Pas facile de passer la main… Même si Alain Rousset affirme qu’il est temps pour lui de passer la main à Bordeaux Unitec, et de « voir voler (son) bébé de ses propres ailes », le président du conseil régional semble particulièrement vigilant sur l’avenir de la technopole. Le 27 juin, lors de l’assemblée générale, il a souvent monopolisé la parole pour donner son point de vue où proposer des modifications aux statuts. Alain Rousset a notamment regretté le choix initial de réserver seulement six sièges au collège « Université et recherche ». Finalement, douze sièges seront octroyés à ce collège.

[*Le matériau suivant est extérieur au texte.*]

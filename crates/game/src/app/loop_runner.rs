use std::process::ExitCode;

use engine::run_app;
use tracing::error;

use super::bootstrap::AppWiring;

pub(crate) fn run(app: AppWiring) -> ExitCode {
    if let Err(err) = run_app(app.config, &app.paths, app.scene) {
        error!(error = %err, "run_failed");
        return ExitCode::FAILURE;
    }

    ExitCode::SUCCESS
}
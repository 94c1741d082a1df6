//! Core types for two-player signaling games with a move by Nature.
//!
//! This crate owns the editable game description: the fixed catalog of
//! eight outcome cases, the free-text strategy names that label them, and
//! one payoff table per player. It knows nothing about the solver; the
//! `sg-solver` crate turns these types into a request payload.

/// The fixed catalog of outcome cases and their factor mapping.
pub mod case;
/// Error types used throughout the crate.
pub mod error;
/// Display labels derived from strategy names.
pub mod label;
/// Strategy-name fields and their positional fallbacks.
pub mod names;
/// Player identifiers.
pub mod player;
/// Built-in example games.
pub mod preset;
/// Per-player payoff tables with positional variable columns.
pub mod table;

/// Re-export case catalog types.
pub use case::{CASE_COUNT, CaseId, Factors, Slot};
/// Re-export error types.
pub use error::{CoreError, CoreResult};
/// Re-export label types.
pub use label::{CaseLabels, derive_label};
/// Re-export strategy-name types.
pub use names::StrategyNames;
/// Re-export player identifiers.
pub use player::Player;
/// Re-export the preset description.
pub use preset::GamePreset;
/// Re-export payoff table types.
pub use table::{PayoffSnapshot, PayoffTable, Variable, parse_cell};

Le président du conseil régional a également déploré que sa collectivité ne dispose que d’un siège « soit autant que la Ville de Pessac, qui ne finance pas Unitec ». Il s’est également interrogé : « Pourquoi la Caisse des dépôts n’est-elle pas présente ? Ce serait plus utile que la Caisse d’épargne… »
Futur retraité
En revanche, s’il est un choix qu’Alain Rousset approuve pleinement, c’est celui du nom de son successeur : Didier Roux, nouveau président de Bordeaux Unitec, c’est « the right man at the right place ». Ce diplômé de l’Ecole Normale Supérieure de Saint-Cloud a été directeur de recherche au CNRS, directeur scientifique adjoint de Rhône-Poulenc et membre du conseil scientifique et technologique de Rhodia. Il travaille chez Saint-Gobain depuis 2005 comme directeur de la R&D et depuis 2009 a également en charge l’innovation. Didier Roux est membre de l’Académie des sciences, de l’Académie des technologies et professeur au Collège de France. Il connait Unitec pour y avoir été le premier incubé. « Je serais à la retraite dans un mois et j’aurai donc du temps à consacrer à cette belle maison, explique Didier Roux. Mes deux priorités seront de poursuivre le métier historique d’Unitec - l’accompagnement à la création d’entreprise - mais également de les épauler dans la phase suivante : la croissance et le développement à l’international. Dans un environnement économique mondial, l’enjeu est de croître sur le marché mondial. Or, nos entreprises se focalisent trop souvent sur le territoire national. Pour accéder à ce marché mondial, Unitec devra aider les entreprises à construire des tours de table ».
Futur accélérateur
Pour la technopole, les prochains mois seront également marqués par le rapprochement avec l’agence du numérique AEC. Elle pourrait aboutir à un rapprochement géographique de certains collaborateurs au sein de la future Cité numérique. D’ici à 2020, Unitec ambitionne de devenir la rampe de lancement des start-up de la région en créant une palette de services, de l’incubation à l’excubateur, en passant par l’accélérateur.